* **Task requirements**:
Search the data below for the string "collect". Extract every line that contains it.

##############################

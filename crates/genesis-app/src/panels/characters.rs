use genesis_core::{tree, Character, CharacterDraft, Outcome};

use super::FormMode;
use crate::{Notice, Workspace};

/// The add/edit character form.
#[derive(Debug, Clone, PartialEq, Eq)]
pub struct CharacterForm {
    pub mode: FormMode,
    pub draft: CharacterDraft,
    pub trait_input: String,
}

impl CharacterForm {
    fn adding() -> Self {
        Self {
            mode: FormMode::Adding,
            draft: CharacterDraft::default(),
            trait_input: String::new(),
        }
    }
}

#[derive(Debug, Default)]
pub struct CharacterPanel {
    form: Option<CharacterForm>,
}

impl CharacterPanel {
    pub fn new() -> Self {
        Self::default()
    }

    /// Characters in insertion order.
    pub fn cards<'a>(&self, ws: &'a Workspace) -> &'a [Character] {
        &ws.project().characters
    }

    pub fn form(&self) -> Option<&CharacterForm> {
        self.form.as_ref()
    }

    pub fn begin_add(&mut self) {
        self.form = Some(CharacterForm::adding());
    }

    /// Open the form on an existing character. Returns false if it is gone.
    pub fn begin_edit(&mut self, ws: &Workspace, character_id: &str) -> bool {
        let Some(character) = ws.project().character(character_id) else {
            return false;
        };
        self.form = Some(CharacterForm {
            mode: FormMode::Editing(character.id.clone()),
            draft: CharacterDraft::from(character),
            trait_input: String::new(),
        });
        true
    }

    pub fn cancel(&mut self) {
        self.form = None;
    }

    fn draft_mut(&mut self) -> Option<&mut CharacterDraft> {
        self.form.as_mut().map(|f| &mut f.draft)
    }

    pub fn set_name(&mut self, name: &str) {
        if let Some(draft) = self.draft_mut() {
            draft.name = name.to_string();
        }
    }

    pub fn set_description(&mut self, description: &str) {
        if let Some(draft) = self.draft_mut() {
            draft.description = description.to_string();
        }
    }

    pub fn set_background(&mut self, background: &str) {
        if let Some(draft) = self.draft_mut() {
            draft.background = background.to_string();
        }
    }

    pub fn set_trait_input(&mut self, input: &str) {
        if let Some(form) = self.form.as_mut() {
            form.trait_input = input.to_string();
        }
    }

    /// Move the trait input into the trait list. Blank and duplicate input is dropped.
    pub fn add_trait(&mut self) {
        let Some(form) = self.form.as_mut() else {
            return;
        };
        let value = form.trait_input.trim().to_string();
        if !value.is_empty() && !form.draft.traits.contains(&value) {
            form.draft.traits.push(value);
        }
        form.trait_input.clear();
    }

    pub fn remove_trait(&mut self, index: usize) {
        if let Some(draft) = self.draft_mut() {
            if index < draft.traits.len() {
                draft.traits.remove(index);
            }
        }
    }

    pub fn submit(&mut self, ws: &mut Workspace) -> Notice {
        let Some(form) = self.form.as_ref() else {
            return Notice::warning("Open the character form first");
        };
        if form.draft.name.trim().is_empty() {
            return Notice::error("Character name is required");
        }
        let notice = match &form.mode {
            FormMode::Adding => {
                ws.apply(|p| tree::add_character(p, &form.draft));
                Notice::success("Character added")
            }
            FormMode::Editing(id) => match ws.apply(|p| tree::update_character(p, id, &form.draft)) {
                Outcome::NotFound(_) => Notice::error("Character no longer exists"),
                _ => Notice::success("Character updated"),
            },
        };
        self.form = None;
        notice
    }

    pub fn delete(&mut self, ws: &mut Workspace, character_id: &str) -> Notice {
        let editing_it = self
            .form
            .as_ref()
            .is_some_and(|f| f.mode == FormMode::Editing(character_id.to_string()));
        if editing_it {
            self.form = None;
        }
        match ws.apply(|p| tree::delete_character(p, character_id)) {
            Outcome::NotFound(_) => Notice::info("Character was already removed"),
            _ => Notice::success("Character deleted"),
        }
    }
}
pub mod export;
pub mod seed;
pub mod settings;
pub mod tree;

use chrono::{DateTime, Utc};
use serde::{Deserialize, Serialize};

pub use settings::{PersistError, ProviderConfig, Storage};
pub use tree::{Direction, Edit, NotFound, Outcome};

// --- Types ---

#[derive(Debug, Clone, Serialize, Deserialize, PartialEq, Eq)]
#[serde(rename_all = "camelCase")]
pub struct Scene {
    pub id: String,
    pub title: String,
    #[serde(default)]
    pub content: String,
    pub order: u32,
}

#[derive(Debug, Clone, Serialize, Deserialize, PartialEq, Eq)]
#[serde(rename_all = "camelCase")]
pub struct Chapter {
    pub id: String,
    pub title: String,
    pub order: u32,
    #[serde(default)]
    pub scenes: Vec<Scene>,
    /// Lowest order the next scene may take. Never decreases, so orders
    /// freed by deletion are not handed out again.
    #[serde(default)]
    pub next_scene_order: u32,
}

#[derive(Debug, Clone, Serialize, Deserialize, PartialEq, Eq)]
#[serde(rename_all = "camelCase")]
pub struct Character {
    pub id: String,
    pub name: String,
    #[serde(default)]
    pub description: String,
    #[serde(default)]
    pub traits: Vec<String>,
    #[serde(default)]
    pub background: String,
}

#[derive(Debug, Clone, Copy, Serialize, Deserialize, PartialEq, Eq, Hash, Default)]
#[serde(rename_all = "lowercase")]
pub enum PromptCategory {
    Character,
    Plot,
    Setting,
    Dialogue,
    Conflict,
    /// Also what unknown category names decode to.
    #[default]
    #[serde(other)]
    General,
}

impl PromptCategory {
    pub const ALL: [PromptCategory; 6] = [
        PromptCategory::General,
        PromptCategory::Character,
        PromptCategory::Plot,
        PromptCategory::Setting,
        PromptCategory::Dialogue,
        PromptCategory::Conflict,
    ];

    /// Display label shown in category pickers and on prompt cards.
    pub fn label(self) -> &'static str {
        match self {
            PromptCategory::General => "General",
            PromptCategory::Character => "Character Development",
            PromptCategory::Plot => "Plot Ideas",
            PromptCategory::Setting => "Setting & World Building",
            PromptCategory::Dialogue => "Dialogue",
            PromptCategory::Conflict => "Conflict & Tension",
        }
    }
}

#[derive(Debug, Clone, Serialize, Deserialize, PartialEq, Eq)]
#[serde(rename_all = "camelCase")]
pub struct Prompt {
    pub id: String,
    pub title: String,
    #[serde(default)]
    pub content: String,
    #[serde(default)]
    pub category: PromptCategory,
    #[serde(default)]
    pub tags: Vec<String>,
}

/// The whole novel workspace. Owns every chapter, scene, character and prompt.
#[derive(Debug, Clone, Serialize, Deserialize, PartialEq)]
#[serde(rename_all = "camelCase")]
pub struct Project {
    pub id: String,
    pub title: String,
    #[serde(default)]
    pub description: String,
    pub updated: DateTime<Utc>,
    #[serde(default)]
    pub chapters: Vec<Chapter>,
    #[serde(default)]
    pub characters: Vec<Character>,
    #[serde(default)]
    pub prompts: Vec<Prompt>,
    #[serde(default)]
    pub next_chapter_order: u32,
}

/// Editable fields of a character, as entered in a form.
#[derive(Debug, Clone, Default, PartialEq, Eq)]
pub struct CharacterDraft {
    pub name: String,
    pub description: String,
    pub traits: Vec<String>,
    pub background: String,
}

/// Editable fields of a prompt, as entered in a form.
#[derive(Debug, Clone, Default, PartialEq, Eq)]
pub struct PromptDraft {
    pub title: String,
    pub content: String,
    pub category: PromptCategory,
    pub tags: Vec<String>,
}

impl From<&Character> for CharacterDraft {
    fn from(c: &Character) -> Self {
        Self {
            name: c.name.clone(),
            description: c.description.clone(),
            traits: c.traits.clone(),
            background: c.background.clone(),
        }
    }
}

impl From<&Prompt> for PromptDraft {
    fn from(p: &Prompt) -> Self {
        Self {
            title: p.title.clone(),
            content: p.content.clone(),
            category: p.category,
            tags: p.tags.clone(),
        }
    }
}

// --- Lookups ---

impl Project {
    /// Create an empty project stamped with the current time.
    pub fn new(title: impl Into<String>, description: impl Into<String>) -> Self {
        Self {
            id: new_id(),
            title: title.into(),
            description: description.into(),
            updated: Utc::now(),
            chapters: Vec::new(),
            characters: Vec::new(),
            prompts: Vec::new(),
            next_chapter_order: 0,
        }
    }

    pub fn chapter(&self, chapter_id: &str) -> Option<&Chapter> {
        self.chapters.iter().find(|c| c.id == chapter_id)
    }

    pub fn find_scene(&self, chapter_id: &str, scene_id: &str) -> Option<(&Chapter, &Scene)> {
        let chapter = self.chapter(chapter_id)?;
        let scene = chapter.scene(scene_id)?;
        Some((chapter, scene))
    }

    pub fn character(&self, character_id: &str) -> Option<&Character> {
        self.characters.iter().find(|c| c.id == character_id)
    }

    pub fn prompt(&self, prompt_id: &str) -> Option<&Prompt> {
        self.prompts.iter().find(|p| p.id == prompt_id)
    }

    /// Chapters in display order.
    pub fn ordered_chapters(&self) -> Vec<&Chapter> {
        let mut chapters: Vec<&Chapter> = self.chapters.iter().collect();
        chapters.sort_by_key(|c| c.order);
        chapters
    }
}

impl Chapter {
    pub fn scene(&self, scene_id: &str) -> Option<&Scene> {
        self.scenes.iter().find(|s| s.id == scene_id)
    }

    /// Scenes in display order.
    pub fn ordered_scenes(&self) -> Vec<&Scene> {
        let mut scenes: Vec<&Scene> = self.scenes.iter().collect();
        scenes.sort_by_key(|s| s.order);
        scenes
    }
}

// --- Text statistics ---

#[derive(Debug, Clone, Copy, Default, PartialEq, Eq)]
pub struct TextStats {
    pub words: usize,
    pub characters: usize,
}

pub fn text_stats(text: &str) -> TextStats {
    TextStats {
        words: text.split_whitespace().count(),
        characters: text.chars().count(),
    }
}

/// Generate a fresh entity id. Ids are random, so a deleted entity's id is
/// never handed to a new one.
pub fn new_id() -> String {
    uuid::Uuid::new_v4().to_string()
}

##############################

* **Finished exercise**:
        let mut chapters: Vec<&Chapter> = self.chapters.iter().collect();
        let mut scenes: Vec<&Scene> = self.scenes.iter().collect();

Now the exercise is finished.